One of my regular readers—and a good friend—drew my attention to this article by Damon Linker. You can check out the article at http://theweek.com/article/index/255064/what-do-liberal-catholics-want
What drew my attention was the following paragraph
After reading an endless stream of gushing commentary by liberal Catholics on Pope Francis, I'm beginning to wonder if they ever really cared about reforming doctrine in the first place.
Now I am not sure that Linker knows his Catholicism sufficiently to know what is doctrinal and what is not. He lumps disciplinary matters like mandatory celibacy in with theological (doctrinal) matters such as abortion and same-sex marriage. But that isn’t my argument with him. Frankly, I don’t think “liberal” Catholics have any expectation—or desire—for doctrinal change. Polls show that while American Catholics stand with the majority of Americans in not wanting a total ban (note the word “total”) on legal abortion, the vast majority of American Catholics believe that abortion is a moral evil in as that it is the deliberate taking of a human life. Similarly the majority of American Catholics favor the legal recognition of same-sex marriage, but I don’t know any American Catholics (which isn’t to say that there aren’t some, I just don’t know them) who quibble with the Church’s policy of sacramentally celebrating only the marriages of a man and a woman who are free of previous valid marriages to marry. Similarly, I don’t know of any serious calls to recognize “second marriages” although many would favor lifting the ban on communion from those married outside the Church. What “liberal” Catholics have long wanted and now found in Pope Francis, is not a revision of doctrine, but a change of tone. We had just grown tired of being such an unfriendly Church where any who did not conform to our idea of righteousness were judged worthy of only being cast into the outer darkness where there is weeping and gnashing of teeth. We were getting known for what we are against rather than what we stand for—and a negative label is never good for morale. Nor does this sort of Jansenist condemnatory tone proclaim the Good News (evangelion, Gospel) of salvation.
The one area where there most likely is a desire for change is the matter of opening the ordained ministries to women.
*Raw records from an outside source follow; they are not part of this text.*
//! Keyboard signals while a child owns the terminal
//!
//! The launcher stays in the terminal's foreground process group while a child
//! runs, so Ctrl-C and Ctrl-\ reach both processes. [`InterruptShield`] ignores
//! SIGINT and SIGQUIT here for as long as any child runs, and
//! [`restore_in_child`] hands the child default dispositions before exec,
//! mirroring `system(3)`.

use std::io;
use std::process::Command;

#[cfg(unix)]
use std::sync::{Mutex, MutexGuard, PoisonError};

#[cfg(unix)]
use nix::sys::signal::{sigaction, SaFlags, SigAction, SigHandler, SigSet, Signal};
#[cfg(unix)]
use tracing::{debug, warn};

#[cfg(unix)]
const KEYBOARD_SIGNALS: [Signal; 2] = [Signal::SIGINT, Signal::SIGQUIT];

/// Dispositions replaced by the outermost shield, and how many shields are live
#[cfg(unix)]
struct Shielded {
    live: usize,
    previous: Vec<(Signal, SigAction)>,
}

#[cfg(unix)]
static SHIELDED: Mutex<Shielded> = Mutex::new(Shielded {
    live: 0,
    previous: Vec::new(),
});

#[cfg(unix)]
fn shielded() -> MutexGuard<'static, Shielded> {
    SHIELDED.lock().unwrap_or_else(PoisonError::into_inner)
}

/// Keeps keyboard signals ignored in this process until dropped
///
/// Dispositions are process-wide, so shields are counted and only the last
/// one to drop puts the previous handlers back.
#[must_use]
pub struct InterruptShield {
    _private: (),
}

impl InterruptShield {
    #[cfg(unix)]
    pub fn new() -> io::Result<Self> {
        let mut state = shielded();
        if state.live == 0 {
            let ignore = SigAction::new(SigHandler::SigIgn, SaFlags::empty(), SigSet::empty());
            let mut previous = Vec::with_capacity(KEYBOARD_SIGNALS.len());
            for signal in KEYBOARD_SIGNALS {
                // SAFETY: SIG_IGN runs no handler code
                match unsafe { sigaction(signal, &ignore) } {
                    Ok(old) => previous.push((signal, old)),
                    Err(errno) => {
                        reinstall(&previous);
                        return Err(errno.into());
                    }
                }
            }
            state.previous = previous;
            debug!("Keyboard signals ignored while a child runs");
        }
        state.live += 1;
        Ok(Self { _private: () })
    }

    #[cfg(not(unix))]
    pub fn new() -> io::Result<Self> {
        Ok(Self { _private: () })
    }
}

#[cfg(unix)]
impl Drop for InterruptShield {
    fn drop(&mut self) {
        let mut state = shielded();
        state.live = state.live.saturating_sub(1);
        if state.live == 0 {
            let previous = std::mem::take(&mut state.previous);
            reinstall(&previous);
            debug!("Keyboard signal handling restored");
        }
    }
}

#[cfg(unix)]
fn reinstall(previous: &[(Signal, SigAction)]) {
    for (signal, action) in previous {
        // SAFETY: puts back a disposition this process already had
        if let Err(e) = unsafe { sigaction(*signal, action) } {
            warn!(signal = %signal, error = %e, "Failed to restore signal disposition");
        }
    }
}

/// Give the child default keyboard-signal dispositions before it execs
#[cfg(unix)]
pub fn restore_in_child(command: &mut Command) {
    use std::os::unix::process::CommandExt;

    // SAFETY: the hook only calls sigaction, which is async-signal-safe, and
    // does not allocate
    unsafe {
        command.pre_exec(|| {
            let default = SigAction::new(SigHandler::SigDfl, SaFlags::empty(), SigSet::empty());
            for signal in KEYBOARD_SIGNALS {
                sigaction(signal, &default)?;
            }
            Ok(())
        });
    }
}

#[cfg(not(unix))]
pub fn restore_in_child(_command: &mut Command) {}

#[cfg(all(test, unix))]
mod tests {
    use nix::sys::signal::raise;

    use super::*;

    #[test]
    fn test_interrupt_is_ignored_while_shielded() {
        let shield = InterruptShield::new().unwrap();
        raise(Signal::SIGINT).unwrap();
        raise(Signal::SIGQUIT).unwrap();
        drop(shield);
    }

    #[test]
    fn test_nested_shields_keep_signals_ignored() {
        let outer = InterruptShield::new().unwrap();
        let inner = InterruptShield::new().unwrap();
        drop(inner);

        raise(Signal::SIGINT).unwrap();
        drop(outer);
    }
}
The two previous popes have declared this to be a theological issue but, frankly, have not been convincing. Many—including some of the finest theological scholars today—have said this is a matter of discipline and not of doctrine. The argument is that because the bishop and presbyter (the Latin word for a priest, and better term when talking theologically) sacramentally represent Christ, and Christ was male, the bishop and presbyter must be male to represent him. Granted the Bishop and the priest sacramentally participate in the Unique Priesthood of Jesus Christ—which is to say that Christ is the only priest in the Christian faith and the bishop and presbyter are sacramental-representations of Christ the Priest. The bishop or presbyter have no priesthood of their own, but only that of Christ in which they participate. Of course all the baptized participate in the Priesthood of Jesus Christ by virtue of their baptism—but those who are ordained do so in an unique way proper to and restricted to the Sacrament of Orders. And granted that Jesus is male. But is the masculinity of Jesus essential to his being, much less to his priesthood? What is essential to Christ’s Nature, according to the Councils of Ephesus and Chalcedon is his humanity, not his masculinity. But again, we are verging on the theological here and I want to avoid going too far into that field and stay to the historical. Let us just say that other than the possibility of ordaining women to the ministries of Bishop and Presbyter most “liberal” Catholics are quite content for doctrine to go its slow path of evolutionary development rather than have the Pope—even Good Pope Francis—just start changing the key teachings of the faith willy-nilly.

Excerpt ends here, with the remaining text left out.